Plaintiffs opposed the motion as ECL § 15-0701 (8) sets the statute of limitations from the discovery of the harm, which for them was in June of 2017. Plaintiffs further suggest a continuing trespass. Plaintiffs submitted an Affidavit from Robert L. Keiffer ("Keiffer") - a civil engineer - who opined that the addition of the gabion basket structures "changed" the banks of Lake Ontario thereby triggering the tolling provision of Section 15-0701 (8). Keiffer then explained that the baskets negatively impacted water quality, and allowed surface water to collect and erode Plaintiffs' property. Keiffer also concluded that the later addition of the sheet piling modified the lake waves redirecting them to Plaintiffs' property and thereby causing erosion.

WEC replied that ECL § 15-0701 was inapplicable, and also that its work did not alter the Lake as it construction was confined to the land above the actual water line.

4. DSB's Dismissal Motion - Action # 2, Motion # 2

On June 17th, DSB also moved to dismiss based upon the statute of limitations as its work finished more than three years prior to commencement.

Plaintiffs' opposition is identical to that filed in regard to WEC's motion. However, Plaintiffs add that the allegations concerning the timing of DSB's work from their attorney is insufficient.

6. IW's Dismissal Motion - Action # 2, Motion # 4

On August 6th, IW moved to dismiss based upon the same statute of limitations issue when its work ended in 2015.

Plaintiffs opposed the motion on the same grounds as already raised in the other motions, and specifically cite to the sheet piling work as a lake alteration for which the DEC issued a citation. Plaintiffs also submit photos showing that the baskets and piling are now on their property.

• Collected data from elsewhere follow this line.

use serde::{Deserialize, Serialize};
use sha2::{Digest, Sha256};

use super::GENESIS_PROOF;
use crate::error::ChainError;
use crate::transaction::Transaction;

/// Payload of a block: the proof that authorised it and the transactions it
/// captured, in submission order.
#[derive(Debug, Clone, PartialEq, Serialize, Deserialize)]
pub struct BlockData {
    pub proof_of_work: u64,
    pub transactions: Vec<Transaction>,
}

/// A single block in the ledger.
///
/// Fields are private: a block is built through [`Block::construct`] or
/// [`Block::genesis`], which fix `hash` from the other four fields. Blocks
/// decoded from a peer keep the hash the peer sent, so [`Block::has_valid_hash`]
/// can catch tampering.
#[derive(Debug, Clone, PartialEq, Serialize, Deserialize)]
pub struct Block {
    index: u64,
    timestamp: i64, // Unix timestamp (UTC)
    data: BlockData,
    previous_hash: String,
    hash: String,
}

impl Block {
    /// Build a block and seal its hash. Only the genesis block (index 0) may
    /// have an empty parent hash; whether the parent hash is the *right* one
    /// is the chain's business, not ours.
    pub fn construct(
        index: u64,
        timestamp: i64,
        data: BlockData,
        previous_hash: String,
    ) -> Result<Self, ChainError> {
        if index > 0 && previous_hash.is_empty() {
            return Err(ChainError::MissingParentHash { index });
        }
        let hash = Self::compute_hash(index, timestamp, &data, &previous_hash);
        Ok(Self {
            index,
            timestamp,
            data,
            previous_hash,
            hash,
        })
    }

    /// The index-0 block: fixed proof, no transactions, no parent.
    pub fn genesis(now: i64) -> Self {
        let data = BlockData {
            proof_of_work: GENESIS_PROOF,
            transactions: Vec::new(),
        };
        let previous_hash = String::new();
        let hash = Self::compute_hash(0, now, &data, &previous_hash);
        Self {
            index: 0,
            timestamp: now,
            data,
            previous_hash,
            hash,
        }
    }

    /// SHA-256 (hex) over `index:timestamp:data:previous_hash`. `data` goes
    /// in as JSON: struct fields serialize in declaration order, transaction
    /// keys in sorted order and the transaction list verbatim, so equal
    /// blocks always hash equal.
    pub fn compute_hash(
        index: u64,
        timestamp: i64,
        data: &BlockData,
        previous_hash: &str,
    ) -> String {
        let data_json = serde_json::to_string(data).expect("block data is plain JSON");
        let preimage = format!("{}:{}:{}:{}", index, timestamp, data_json, previous_hash);
        let mut hasher = Sha256::new();
        hasher.update(preimage.as_bytes());
        hex::encode(hasher.finalize())
    }

    /// Whether the stored hash still matches the block's content.
    pub fn has_valid_hash(&self) -> bool {
        let expected =
            Self::compute_hash(self.index, self.timestamp, &self.data, &self.previous_hash);
        self.hash == expected
    }

    pub fn index(&self) -> u64 {
        self.index
    }

    pub fn timestamp(&self) -> i64 {
        self.timestamp
    }

    pub fn data(&self) -> &BlockData {
        &self.data
    }

    pub fn proof(&self) -> u64 {
        self.data.proof_of_work
    }

    pub fn previous_hash(&self) -> &str {
        &self.previous_hash
    }

    pub fn hash(&self) -> &str {
        &self.hash
    }
}
use std::time::Duration;

use actix_web::rt;
use awc::Client;
use log::debug;
use serde::Deserialize;

use crate::blockchain::Chain;
use crate::error::ChainError;

/// Path every node serves its full chain on (see `api::chain::get_full_chain`).
pub const CHAIN_PATH: &str = "/api/v1/chain/";

/// Upper bound on a peer's chain payload.
const MAX_CHAIN_BYTES: usize = 16 * 1024 * 1024;

#[derive(Deserialize)]
struct ChainPayload {
    chain: Chain,
}

/// Fetch `peer`'s chain over HTTP. The whole exchange, body included, must
/// finish within `timeout`.
pub async fn fetch_chain(peer: String, timeout: Duration) -> Result<Chain, ChainError> {
    let url = format!("{}{}", peer.trim_end_matches('/'), CHAIN_PATH);
    debug!("CONSENSUS - GET {url}");

    let outcome = rt::time::timeout(timeout, request_chain(&peer, &url, timeout)).await;
    match outcome {
        Ok(fetched) => fetched,
        Err(_) => Err(ChainError::PeerUnreachable {
            peer,
            reason: format!("no complete response within {}ms", timeout.as_millis()),
        }),
    }
}

async fn request_chain(peer: &str, url: &str, timeout: Duration) -> Result<Chain, ChainError> {
    let client = Client::builder().timeout(timeout).finish();
    let mut resp = client
        .get(url)
        .send()
        .await
        .map_err(|e| ChainError::PeerUnreachable {
            peer: peer.to_string(),
            reason: e.to_string(),
        })?;

    if !resp.status().is_success() {
        return Err(ChainError::MalformedPeerResponse {
            peer: peer.to_string(),
            reason: format!("status {}", resp.status()),
        });
    }

    let payload = resp
        .json::<ChainPayload>()
        .limit(MAX_CHAIN_BYTES)
        .await
        .map_err(|e| ChainError::MalformedPeerResponse {
            peer: peer.to_string(),
            reason: e.to_string(),
        })?;
    Ok(payload.chain)
}
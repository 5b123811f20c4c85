use actix_web::{HttpResponse, Responder, get, post, web};

use super::models::{AppState, ConsensusResponse, PeersResponse, RegisterPeerRequest, StatusResponse};

#[get("/peers/")]
pub async fn get_peers(state: web::Data<AppState>) -> impl Responder {
    let peers = state.node.peers();
    HttpResponse::Ok().json(PeersResponse {
        peers: peers.iter().map(str::to_string).collect(),
    })
}

/// Register a peer by base URL, e.g. `http://10.0.0.2:8080`.
#[post("/peers/")]
pub async fn register_peer(
    state: web::Data<AppState>,
    body: web::Json<RegisterPeerRequest>,
) -> impl Responder {
    if body.address.trim().is_empty() {
        return HttpResponse::BadRequest().json(StatusResponse::error("address required"));
    }
    if state.node.add_peer(&body.address) {
        HttpResponse::Ok().json(StatusResponse::success("Peer registered"))
    } else {
        HttpResponse::Ok().json(StatusResponse::success("Peer already known"))
    }
}

/// Pull every peer's chain now and adopt the longest valid one.
#[get("/consensus/")]
pub async fn run_consensus(state: web::Data<AppState>) -> impl Responder {
    let replaced = state.node.resolve_conflicts().await;
    HttpResponse::Ok().json(ConsensusResponse {
        replaced,
        length: state.node.get_chain().len(),
    })
}
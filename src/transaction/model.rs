use serde::{Deserialize, Serialize};
use serde_json::{Map, Value, json};

use crate::blockchain::{MINING_REWARD, NETWORK_SENDER};

/// An opaque key/value record awaiting (or captured in) a block.
///
/// The ledger never inspects the contents. Keys are kept in a sorted map, so
/// the JSON form of a transaction is stable and can be fed into block hashes.
#[derive(Debug, Clone, PartialEq, Serialize, Deserialize)]
#[serde(transparent)]
pub struct Transaction(Map<String, Value>);

impl Transaction {
    pub fn new(fields: Map<String, Value>) -> Self {
        Self(fields)
    }

    /// Reward paid to `to` for sealing a block. Built at mining time, never
    /// submitted through the pool.
    pub fn reward(to: &str) -> Self {
        let mut fields = Map::new();
        fields.insert("from".into(), json!(NETWORK_SENDER));
        fields.insert("to".into(), json!(to));
        fields.insert("amount".into(), json!(MINING_REWARD));
        Self(fields)
    }

    pub fn get(&self, key: &str) -> Option<&Value> {
        self.0.get(key)
    }
}

impl From<Map<String, Value>> for Transaction {
    fn from(fields: Map<String, Value>) -> Self {
        Self::new(fields)
    }
}

#[cfg(test)]
mod tests {
    use super::*;

    #[test]
    fn reward_names_network_as_sender() {
        let tx = Transaction::reward("miner-1");
        assert_eq!(tx.get("from"), Some(&json!("network")));
        assert_eq!(tx.get("to"), Some(&json!("miner-1")));
        assert_eq!(tx.get("amount"), Some(&json!(1)));
    }

    #[test]
    fn json_form_ignores_insertion_order() {
        let a: Transaction = serde_json::from_str(r#"{"to":"b","from":"a","amount":3}"#).unwrap();
        let b: Transaction = serde_json::from_str(r#"{"amount":3,"from":"a","to":"b"}"#).unwrap();
        assert_eq!(
            serde_json::to_string(&a).unwrap(),
            serde_json::to_string(&b).unwrap()
        );
    }
}
pub mod block;
pub mod chain;
pub mod pow;

pub use block::{Block, BlockData};
pub use chain::Chain;

/// Proof carried by the genesis block; seeds the first proof search.
pub const GENESIS_PROOF: u64 = 9;

/// Every valid proof must be a multiple of this.
pub const PROOF_DIVISOR: u64 = 9;

/// Amount credited to the miner for sealing a block.
pub const MINING_REWARD: u64 = 1;

/// Sender recorded on reward transactions.
pub const NETWORK_SENDER: &str = "network";
use thiserror::Error;

/// Every failure the ledger core can report. None of them is fatal to the
/// node: they are either retried by the caller or filtered out.
#[derive(Debug, Clone, PartialEq, Eq, Error)]
pub enum ChainError {
    #[error("invalid proof seed {last_proof}: must be positive")]
    InvalidProof { last_proof: u64 },

    #[error("no proof above {last_proof} fits in 64 bits")]
    ProofOverflow { last_proof: u64 },

    #[error("block #{index} needs a parent hash")]
    MissingParentHash { index: u64 },

    #[error(
        "block does not extend the tip: expected #{expected_index} on {expected_previous_hash}, \
         got #{found_index} on {found_previous_hash}"
    )]
    Linkage {
        expected_index: u64,
        found_index: u64,
        expected_previous_hash: String,
        found_previous_hash: String,
    },

    #[error("invalid chain: {0}")]
    Validation(String),

    #[error("chain has no blocks")]
    EmptyChain,

    #[error("peer {peer} unreachable: {reason}")]
    PeerUnreachable { peer: String, reason: String },

    #[error("peer {peer} sent a malformed chain: {reason}")]
    MalformedPeerResponse { peer: String, reason: String },
}
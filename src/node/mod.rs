pub mod consensus;
pub mod miner;
pub mod peer;

use std::future::Future;
use std::sync::{Mutex, MutexGuard, PoisonError};
use std::time::Duration;

use chrono::Utc;
use log::{debug, info, warn};
use serde_json::Value;

pub use consensus::PeerSet;

use crate::blockchain::{Block, Chain};
use crate::config::NodeConfig;
use crate::error::ChainError;
use crate::transaction::{Transaction, TransactionPool};

/// The single owner of this node's chain, pending pool and peer list.
///
/// Every read or write of ledger state goes through here. The chain sits
/// behind one mutex, so `append` and `replace` are atomic for readers.
/// The pool has its own lock; when both are needed the chain lock is taken
/// first.
#[derive(Debug)]
pub struct Node {
    chain: Mutex<Chain>,
    pool: TransactionPool,
    peers: Mutex<PeerSet>,
    miner_address: String,
    peer_timeout: Duration,
    mining_retries: u32,
}

impl Node {
    pub fn new(config: &NodeConfig) -> Self {
        Self::with_chain(config, Chain::new(Block::genesis(Utc::now().timestamp())))
    }

    pub fn with_chain(config: &NodeConfig, chain: Chain) -> Self {
        Self {
            chain: Mutex::new(chain),
            pool: TransactionPool::new(),
            peers: Mutex::new(config.peers.clone()),
            miner_address: config.miner_address.clone(),
            peer_timeout: config.peer_timeout,
            mining_retries: config.mining_retries.max(1),
        }
    }

    pub fn submit_transaction(&self, tx: Transaction) {
        info!(
            "New transaction FROM: {} TO: {} AMOUNT: {}",
            field(&tx, "from"),
            field(&tx, "to"),
            field(&tx, "amount")
        );
        self.pool.submit(tx);
    }

    /// A consistent copy of the whole chain.
    pub fn get_chain(&self) -> Chain {
        self.chain().clone()
    }

    pub fn pending_transactions(&self) -> Vec<Transaction> {
        self.pool.snapshot()
    }

    pub fn miner_address(&self) -> &str {
        &self.miner_address
    }

    /// Mine one block, retrying from the new tip when a chain replacement
    /// lands mid-search. Blocks the calling thread for as long as the proof
    /// search takes.
    pub fn mine_block(&self) -> Result<Block, ChainError> {
        if self.pool.is_empty() {
            debug!("MINER - pool is empty, next block carries only the reward");
        }
        let mut attempt = 1;
        loop {
            match miner::mine(&self.chain, &self.pool, &self.miner_address) {
                Err(e @ ChainError::Linkage { .. }) if attempt < self.mining_retries => {
                    warn!("MINER - attempt {attempt} went stale ({e}), retrying from new tip");
                    attempt += 1;
                }
                outcome => return outcome,
            }
        }
    }

    pub fn peers(&self) -> PeerSet {
        self.peer_set().clone()
    }

    pub fn add_peer(&self, address: &str) -> bool {
        let added = self.peer_set().add(address);
        if added {
            info!("PEERS - registered {}", address.trim());
        }
        added
    }

    /// Reconcile with every known peer over HTTP.
    pub async fn resolve_conflicts(&self) -> bool {
        let timeout = self.peer_timeout;
        self.resolve_with(|address| peer::fetch_chain(address, timeout)).await
    }

    /// Reconcile using `fetch_chain` to obtain each peer's chain. Returns
    /// whether the local chain was replaced.
    ///
    /// The chain lock is not held while peers are queried; the final
    /// `replace` re-checks length against whatever the chain has become,
    /// so blocks mined meanwhile are not lost to an equally long candidate.
    /// Transactions only present in dropped local blocks are not re-queued.
    pub async fn resolve_with<F, Fut>(&self, fetch_chain: F) -> bool
    where
        F: Fn(String) -> Fut,
        Fut: Future<Output = Result<Chain, ChainError>>,
    {
        let peers = self.peers();
        if peers.is_empty() {
            debug!("CONSENSUS - no peers registered, nothing to resolve");
            return false;
        }
        let local = self.get_chain();
        let Some(winner) = consensus::resolve(&local, &peers, fetch_chain).await else {
            return false;
        };

        let mut chain = self.chain();
        let before = chain.len();
        let replaced = chain.replace(winner);
        if replaced {
            info!("CONSENSUS - replaced local chain ({before} -> {} blocks)", chain.len());
        } else {
            debug!("CONSENSUS - local chain grew to {before} blocks meanwhile, keeping it");
        }
        replaced
    }

    fn chain(&self) -> MutexGuard<'_, Chain> {
        self.chain.lock().unwrap_or_else(PoisonError::into_inner)
    }

    fn peer_set(&self) -> MutexGuard<'_, PeerSet> {
        self.peers.lock().unwrap_or_else(PoisonError::into_inner)
    }
}

fn field(tx: &Transaction, key: &str) -> String {
    match tx.get(key) {
        Some(Value::String(s)) => s.clone(),
        Some(other) => other.to_string(),
        None => "-".to_string(),
    }
}
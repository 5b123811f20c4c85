mod chain;
mod consensus;
mod health;
pub mod models;
mod tx;

use actix_web::web::{self, ServiceConfig};

pub use models::AppState;

pub fn init_routes(cfg: &mut ServiceConfig) {
    cfg.service(
        web::scope("/api/v1")
            .service(health::health_check)
            .service(chain::get_blocks)
            .service(chain::get_full_chain)
            .service(chain::validate_chain)
            .service(chain::mine_block)
            .service(tx::post_transaction)
            .service(tx::get_pending)
            .service(consensus::get_peers)
            .service(consensus::register_peer)
            .service(consensus::run_consensus),
    );
}

#[cfg(test)]
mod tests {
    use actix_web::{App, http::StatusCode, test};
    use serde_json::{Value, json};

    use crate::blockchain::Chain;
    use crate::config::NodeConfig;

    use super::models::{
        BlockSummary, BlocksResponse, ConsensusResponse, PeersResponse, StatusResponse,
    };
    use super::*;

    fn state() -> web::Data<AppState> {
        web::Data::new(AppState::new(&NodeConfig {
            miner_address: "miner-1".into(),
            ..NodeConfig::default()
        }))
    }

    #[actix_web::test]
    async fn submit_mine_and_list_blocks() {
        let app = test::init_service(App::new().app_data(state()).configure(init_routes)).await;

        let req = test::TestRequest::post()
            .uri("/api/v1/txion/")
            .set_json(json!({ "from": "alice", "to": "bob", "amount": 3 }))
            .to_request();
        let resp: StatusResponse = test::call_and_read_body_json(&app, req).await;
        assert_eq!(resp.status, "success");

        let req = test::TestRequest::get().uri("/api/v1/mine/").to_request();
        let mined: BlockSummary = test::call_and_read_body_json(&app, req).await;
        assert_eq!(mined.index, 1);
        assert_eq!(mined.data.proof_of_work, 18);
        assert_eq!(mined.data.transactions.len(), 2);

        let req = test::TestRequest::get().uri("/api/v1/blocks/").to_request();
        let raw: Value = test::call_and_read_body_json(&app, req).await;
        assert!(raw["blocks"][1].get("previous_hash").is_none());
        let blocks: BlocksResponse = serde_json::from_value(raw).unwrap();
        assert_eq!(blocks.blocks.len(), 2);
        assert_eq!(blocks.blocks[1].hash, mined.hash);
    }

    #[actix_web::test]
    async fn full_chain_carries_parent_hashes_and_validates() {
        let state = state();
        state.node.mine_block().unwrap();
        let app = test::init_service(App::new().app_data(state.clone()).configure(init_routes)).await;

        let req = test::TestRequest::get().uri("/api/v1/chain/").to_request();
        let raw: Value = test::call_and_read_body_json(&app, req).await;

        assert_eq!(raw["length"], json!(2));
        assert_eq!(raw["chain"][1]["previous_hash"], raw["chain"][0]["hash"]);
        let chain: Chain = serde_json::from_value(raw["chain"].clone()).unwrap();
        assert!(chain.is_valid());

        let req = test::TestRequest::get().uri("/api/v1/validate/").to_request();
        let raw: Value = test::call_and_read_body_json(&app, req).await;
        assert_eq!(raw, json!({ "valid": true, "length": 2 }));
    }

    #[actix_web::test]
    async fn non_object_transaction_is_rejected() {
        let app = test::init_service(App::new().app_data(state()).configure(init_routes)).await;

        let req = test::TestRequest::post()
            .uri("/api/v1/txion/")
            .set_json(json!([1, 2, 3]))
            .to_request();
        let resp = test::call_service(&app, req).await;
        assert_eq!(resp.status(), StatusCode::BAD_REQUEST);
    }

    #[actix_web::test]
    async fn pending_pool_is_listed() {
        let app = test::init_service(App::new().app_data(state()).configure(init_routes)).await;

        let req = test::TestRequest::post()
            .uri("/api/v1/txion/")
            .set_json(json!({ "memo": "hi" }))
            .to_request();
        test::call_service(&app, req).await;

        let req = test::TestRequest::get().uri("/api/v1/pending/").to_request();
        let raw: Value = test::call_and_read_body_json(&app, req).await;
        assert_eq!(raw, json!({ "size": 1, "transactions": [{ "memo": "hi" }] }));
    }

    #[actix_web::test]
    async fn peers_register_and_consensus_without_reachable_peers_keeps_chain() {
        let app = test::init_service(App::new().app_data(state()).configure(init_routes)).await;

        let req = test::TestRequest::post()
            .uri("/api/v1/peers/")
            .set_json(json!({ "address": "  " }))
            .to_request();
        let resp = test::call_service(&app, req).await;
        assert_eq!(resp.status(), StatusCode::BAD_REQUEST);

        let req = test::TestRequest::post()
            .uri("/api/v1/peers/")
            .set_json(json!({ "address": "http://127.0.0.1:1/" }))
            .to_request();
        let resp: StatusResponse = test::call_and_read_body_json(&app, req).await;
        assert_eq!(resp.message, "Peer registered");

        let req = test::TestRequest::get().uri("/api/v1/peers/").to_request();
        let peers: PeersResponse = test::call_and_read_body_json(&app, req).await;
        assert_eq!(peers.peers, vec!["http://127.0.0.1:1"]);

        let req = test::TestRequest::get().uri("/api/v1/consensus/").to_request();
        let outcome: ConsensusResponse = test::call_and_read_body_json(&app, req).await;
        assert!(!outcome.replaced);
        assert_eq!(outcome.length, 1);
    }

    #[actix_web::test]
    async fn health_check_responds() {
        let app = test::init_service(App::new().configure(init_routes)).await;
        let req = test::TestRequest::get().uri("/api/v1/health/").to_request();
        let resp = test::call_service(&app, req).await;
        assert!(resp.status().is_success());
    }
}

IW replied that the pleadings limited the trespass to the initial construction work, and any current encroachment by the equipment is by Postigo, not them. Also, IW asserts that the Complaint does not set forth a viable ECL claim.

LEGAL DISCUSSION

1. Plaintiffs' Discovery Motion

Plaintiffs are entitled to their discovery relief. See CPLR 3124; In re Estate of Morninastar, 17 A.D.3d 1060 (4th Dept 2005) (affirming grant of CPLR 3124 motion to compel discovery).

The CPLR provides that "[t]here shall be full disclosure of all matter material and necessary in the prosecution or defense of an action, regardless of the burden of proof." CPLR 3101 (a) (emphasis added). What is "material and necessary" must be "interpreted liberally to require disclosure, upon request, of any facts bearing on the controversy which will assist preparation for trial by sharpening the issues and reducing delay and prolixity. The test is one of usefulness and reason." Town of Pleasant Val. v. New York State Bd. of Real Prop. Services, 253 A.D.2d 8, 15-16 (2d Dept 1999) (citing Allen v. Crowell-Collier Pub. Co., 21 N.Y.2d 403, 406-407 (1968)). Given this broad standard, a trial court is vested with considerable discretion to supervise discovery. See DeLeon v. State, 52 A.D.3d 1282 (4th Dept 2008). See also CPLR 3104 (a).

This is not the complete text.